§ INFORMATION SUPPLIED:
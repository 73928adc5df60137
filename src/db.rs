pub mod options;

use std::sync::Arc;

use crate::{
    bson::Document,
    change_stream::{
        event::ChangeStreamEvent,
        options::ChangeStreamOptions,
        ChangeStream,
        WatchArgs,
    },
    concern::{ReadConcern, WriteConcern},
    cursor::CursorSource,
    error::Result,
    operation::{Aggregate, AggregateTarget, ListCollections, RunCommand},
    options::{
        resolve_options,
        AggregateOptions,
        CollectionOptions,
        DatabaseOptions,
        ListCollectionsOptions,
    },
    Client,
    ClientSession,
    Collection,
    Cursor,
};

/// A handle to a database, obtained from [`Client::database`] or
/// [`Client::database_with_options`]. Creating one performs no I/O.
///
/// Handles are reference counted; clone one into each task that needs it.
#[derive(Clone, Debug)]
pub struct Database {
    inner: Arc<DatabaseInner>,
}

#[derive(Debug)]
struct DatabaseInner {
    client: Client,
    name: String,
    read_concern: Option<ReadConcern>,
    write_concern: Option<WriteConcern>,
}

impl Database {
    pub(crate) fn new(client: Client, name: &str, options: Option<DatabaseOptions>) -> Self {
        let options = options.unwrap_or_default();
        let read_concern = options
            .read_concern
            .or_else(|| client.options().read_concern.clone());
        let write_concern = options
            .write_concern
            .or_else(|| client.options().write_concern.clone());

        Self {
            inner: Arc::new(DatabaseInner {
                client,
                name: name.to_string(),
                read_concern,
                write_concern,
            }),
        }
    }

    /// The client this database was obtained from.
    pub fn client(&self) -> &Client {
        &self.inner.client
    }

    /// Gets the name of the `Database`.
    pub fn name(&self) -> &str {
        &self.inner.name
    }

    /// Gets the read concern of the `Database`.
    pub fn read_concern(&self) -> Option<&ReadConcern> {
        self.inner.read_concern.as_ref()
    }

    /// Gets the write concern of the `Database`.
    pub fn write_concern(&self) -> Option<&WriteConcern> {
        self.inner.write_concern.as_ref()
    }

    /// A handle to the collection `name`, inheriting this database's read and write concerns.
    /// See [`Collection`] for what `T` is used for.
    pub fn collection<T: Send + Sync>(&self, name: &str) -> Collection<T> {
        Collection::new(self.clone(), name, None)
    }

    /// Like [`Database::collection`], with `options` taking precedence over the database's
    /// defaults.
    pub fn collection_with_options<T: Send + Sync>(
        &self,
        name: &str,
        options: CollectionOptions,
    ) -> Collection<T> {
        Collection::new(self.clone(), name, Some(options))
    }

    /// Runs a database-level command.
    ///
    /// `command` is sent as given: the database's read and write concerns are not added to it.
    /// It still carries an implicit session unless it is one of the commands that reject one.
    pub async fn run_command(&self, command: Document) -> Result<Document> {
        let mut op = RunCommand::new(self.name().to_string(), command);
        self.client().execute_operation(&mut op, None).await
    }

    /// Runs a database-level command using the provided `ClientSession`.
    pub async fn run_command_with_session(
        &self,
        command: Document,
        session: &ClientSession,
    ) -> Result<Document> {
        let mut op = RunCommand::new(self.name().to_string(), command);
        self.client().execute_operation(&mut op, session).await
    }

    /// Runs a database-level aggregation (`aggregate: 1`), for pipelines starting with stages
    /// such as `$currentOp` that don't read from a collection.
    ///
    /// As with [`Collection::aggregate`], invalid option combinations are rejected before anything
    /// is sent, and the command itself is sent on first iteration of the cursor.
    pub fn aggregate(
        &self,
        pipeline: impl IntoIterator<Item = Document>,
        options: impl Into<Option<AggregateOptions>>,
    ) -> Result<Cursor<Document>> {
        self.aggregate_common(pipeline, options, None)
    }

    /// Runs a database-level aggregation using the provided `ClientSession`.
    pub fn aggregate_with_session(
        &self,
        pipeline: impl IntoIterator<Item = Document>,
        options: impl Into<Option<AggregateOptions>>,
        session: &ClientSession,
    ) -> Result<Cursor<Document>> {
        self.aggregate_common(pipeline, options, Some(session))
    }

    fn aggregate_common(
        &self,
        pipeline: impl IntoIterator<Item = Document>,
        options: impl Into<Option<AggregateOptions>>,
        session: Option<&ClientSession>,
    ) -> Result<Cursor<Document>> {
        let mut options = options.into();
        let explain = options.as_ref().and_then(|o| o.explain) == Some(true);
        if !explain {
            resolve_options!(self, options, [read_concern, write_concern]);
        }

        let aggregate = Aggregate::new(
            AggregateTarget::Database(self.name().to_string()),
            pipeline,
            options,
        );
        aggregate.validate()?;
        Ok(Cursor::new(
            self.client().clone(),
            CursorSource::Aggregate(aggregate),
            session.cloned(),
        ))
    }

    /// A lazy cursor over `listCollections`, yielding one document per collection matching
    /// `filter`. `name_only` is dropped when the filter looks at anything besides `name`.
    pub fn list_collections(
        &self,
        filter: impl Into<Option<Document>>,
        options: impl Into<Option<ListCollectionsOptions>>,
    ) -> Cursor<Document> {
        let options = options.into().unwrap_or_default();
        let mut op = ListCollections::new(
            self.name().to_string(),
            filter.into(),
            options.name_only.unwrap_or(false),
        );
        if let Some(batch_size) = options.batch_size.and_then(|n| i32::try_from(n).ok()) {
            op.set_batch_size(batch_size);
        }
        Cursor::new(
            self.client().clone(),
            CursorSource::ListCollections(op),
            None,
        )
    }

    /// Starts a new [`ChangeStream`] that receives events for all changes in this database.
    /// The stream does not observe changes from system collections and cannot be started on
    /// "config", "local" or "admin" databases.
    ///
    /// See [`Collection::watch`] for the requirements on `pipeline`.
    pub fn watch(
        &self,
        pipeline: impl IntoIterator<Item = Document>,
        options: impl Into<Option<ChangeStreamOptions>>,
    ) -> ChangeStream<ChangeStreamEvent<Document>> {
        ChangeStream::new(
            self.watch_args(pipeline, options),
            self.client().clone(),
            None,
        )
    }

    /// Starts a new [`ChangeStream`] on this database that sends its commands with the provided
    /// session.
    pub fn watch_with_session(
        &self,
        pipeline: impl IntoIterator<Item = Document>,
        options: impl Into<Option<ChangeStreamOptions>>,
        session: &ClientSession,
    ) -> ChangeStream<ChangeStreamEvent<Document>> {
        ChangeStream::new(
            self.watch_args(pipeline, options),
            self.client().clone(),
            Some(session.clone()),
        )
    }

    fn watch_args(
        &self,
        pipeline: impl IntoIterator<Item = Document>,
        options: impl Into<Option<ChangeStreamOptions>>,
    ) -> WatchArgs {
        let mut options = options.into();
        resolve_options!(self, options, [read_concern]);
        WatchArgs {
            pipeline: pipeline.into_iter().collect(),
            target: AggregateTarget::Database(self.name().to_string()),
            options,
        }
    }
}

§ WORK INSTRUCTION: Transcribe the listing above verbatim.

§ EXERCISE SOLUTION:
repository 73928adc5df60137
filename src/db.rs
pub mod options;

use std::sync::Arc;

use crate::{
    bson::Document,
    change_stream::{
        event::ChangeStreamEvent,
        options::ChangeStreamOptions,
        ChangeStream,
        WatchArgs,
    },
    concern::{ReadConcern, WriteConcern},
    cursor::CursorSource,
    error::Result,
    operation::{Aggregate, AggregateTarget, ListCollections, RunCommand},
    options::{
        resolve_options,
        AggregateOptions,
        CollectionOptions,
        DatabaseOptions,
        ListCollectionsOptions,
    },
    Client,
    ClientSession,
    Collection,
    Cursor,
};

/// A handle to a database, obtained from [`Client::database`] or
/// [`Client::database_with_options`]. Creating one performs no I/O.
///
/// Handles are reference counted; clone one into each task that needs it.
#[derive(Clone, Debug)]
pub struct Database {
    inner: Arc<DatabaseInner>,
}

#[derive(Debug)]
struct DatabaseInner {
    client: Client,
    name: String,
    read_concern: Option<ReadConcern>,
    write_concern: Option<WriteConcern>,
}

impl Database {
    pub(crate) fn new(client: Client, name: &str, options: Option<DatabaseOptions>) -> Self {
        let options = options.unwrap_or_default();
        let read_concern = options
            .read_concern
            .or_else(|| client.options().read_concern.clone());
        let write_concern = options
            .write_concern
            .or_else(|| client.options().write_concern.clone());

        Self {
            inner: Arc::new(DatabaseInner {
                client,
                name: name.to_string(),
                read_concern,
                write_concern,
            }),
        }
    }

    /// The client this database was obtained from.
    pub fn client(&self) -> &Client {
        &self.inner.client
    }

    /// Gets the name of the `Database`.
    pub fn name(&self) -> &str {
        &self.inner.name
    }

    /// Gets the read concern of the `Database`.
    pub fn read_concern(&self) -> Option<&ReadConcern> {
        self.inner.read_concern.as_ref()
    }

    /// Gets the write concern of the `Database`.
    pub fn write_concern(&self) -> Option<&WriteConcern> {
        self.inner.write_concern.as_ref()
    }

    /// A handle to the collection `name`, inheriting this database's read and write concerns.
    /// See [`Collection`] for what `T` is used for.
    pub fn collection<T: Send + Sync>(&self, name: &str) -> Collection<T> {
        Collection::new(self.clone(), name, None)
    }

    /// Like [`Database::collection`], with `options` taking precedence over the database's
    /// defaults.
    pub fn collection_with_options<T: Send + Sync>(
        &self,
        name: &str,
        options: CollectionOptions,
    ) -> Collection<T> {
        Collection::new(self.clone(), name, Some(options))
    }

    /// Runs a database-level command.
    ///
    /// `command` is sent as given: the database's read and write concerns are not added to it.
    /// It still carries an implicit session unless it is one of the commands that reject one.
    pub async fn run_command(&self, command: Document) -> Result<Document> {
        let mut op = RunCommand::new(self.name().to_string(), command);
        self.client().execute_operation(&mut op, None).await
    }

    /// Runs a database-level command using the provided `ClientSession`.
    pub async fn run_command_with_session(
        &self,
        command: Document,
        session: &ClientSession,
    ) -> Result<Document> {
        let mut op = RunCommand::new(self.name().to_string(), command);
        self.client().execute_operation(&mut op, session).await
    }

    /// Runs a database-level aggregation (`aggregate: 1`), for pipelines starting with stages
    /// such as `$currentOp` that don't read from a collection.
    ///
    /// As with [`Collection::aggregate`], invalid option combinations are rejected before anything
    /// is sent, and the command itself is sent on first iteration of the cursor.
    pub fn aggregate(
        &self,
        pipeline: impl IntoIterator<Item = Document>,
        options: impl Into<Option<AggregateOptions>>,
    ) -> Result<Cursor<Document>> {
        self.aggregate_common(pipeline, options, None)
    }

    /// Runs a database-level aggregation using the provided `ClientSession`.
    pub fn aggregate_with_session(
        &self,
        pipeline: impl IntoIterator<Item = Document>,
        options: impl Into<Option<AggregateOptions>>,
        session: &ClientSession,
    ) -> Result<Cursor<Document>> {
        self.aggregate_common(pipeline, options, Some(session))
    }

    fn aggregate_common(
        &self,
        pipeline: impl IntoIterator<Item = Document>,
        options: impl Into<Option<AggregateOptions>>,
        session: Option<&ClientSession>,
    ) -> Result<Cursor<Document>> {
        let mut options = options.into();
        let explain = options.as_ref().and_then(|o| o.explain) == Some(true);
        if !explain {
            resolve_options!(self, options, [read_concern, write_concern]);
        }

        let aggregate = Aggregate::new(
            AggregateTarget::Database(self.name().to_string()),
            pipeline,
            options,
        );
        aggregate.validate()?;
        Ok(Cursor::new(
            self.client().clone(),
            CursorSource::Aggregate(aggregate),
            session.cloned(),
        ))
    }

    /// A lazy cursor over `listCollections`, yielding one document per collection matching
    /// `filter`. `name_only` is dropped when the filter looks at anything besides `name`.
    pub fn list_collections(
        &self,
        filter: impl Into<Option<Document>>,
        options: impl Into<Option<ListCollectionsOptions>>,
    ) -> Cursor<Document> {
        let options = options.into().unwrap_or_default();
        let mut op = ListCollections::new(
            self.name().to_string(),
            filter.into(),
            options.name_only.unwrap_or(false),
        );
        if let Some(batch_size) = options.batch_size.and_then(|n| i32::try_from(n).ok()) {
            op.set_batch_size(batch_size);
        }
        Cursor::new(
            self.client().clone(),
            CursorSource::ListCollections(op),
            None,
        )
    }

    /// Starts a new [`ChangeStream`] that receives events for all changes in this database.
    /// The stream does not observe changes from system collections and cannot be started on
    /// "config", "local" or "admin" databases.
    ///
    /// See [`Collection::watch`] for the requirements on `pipeline`.
    pub fn watch(
        &self,
        pipeline: impl IntoIterator<Item = Document>,
        options: impl Into<Option<ChangeStreamOptions>>,
    ) -> ChangeStream<ChangeStreamEvent<Document>> {
        ChangeStream::new(
            self.watch_args(pipeline, options),
            self.client().clone(),
            None,
        )
    }

    /// Starts a new [`ChangeStream`] on this database that sends its commands with the provided
    /// session.
    pub fn watch_with_session(
        &self,
        pipeline: impl IntoIterator<Item = Document>,
        options: impl Into<Option<ChangeStreamOptions>>,
        session: &ClientSession,
    ) -> ChangeStream<ChangeStreamEvent<Document>> {
        ChangeStream::new(
            self.watch_args(pipeline, options),
            self.client().clone(),
            Some(session.clone()),
        )
    }

    fn watch_args(
        &self,
        pipeline: impl IntoIterator<Item = Document>,
        options: impl Into<Option<ChangeStreamOptions>>,
    ) -> WatchArgs {
        let mut options = options.into();
        resolve_options!(self, options, [read_concern]);
        WatchArgs {
            pipeline: pipeline.into_iter().collect(),
            target: AggregateTarget::Database(self.name().to_string()),
            options,
        }
    }
}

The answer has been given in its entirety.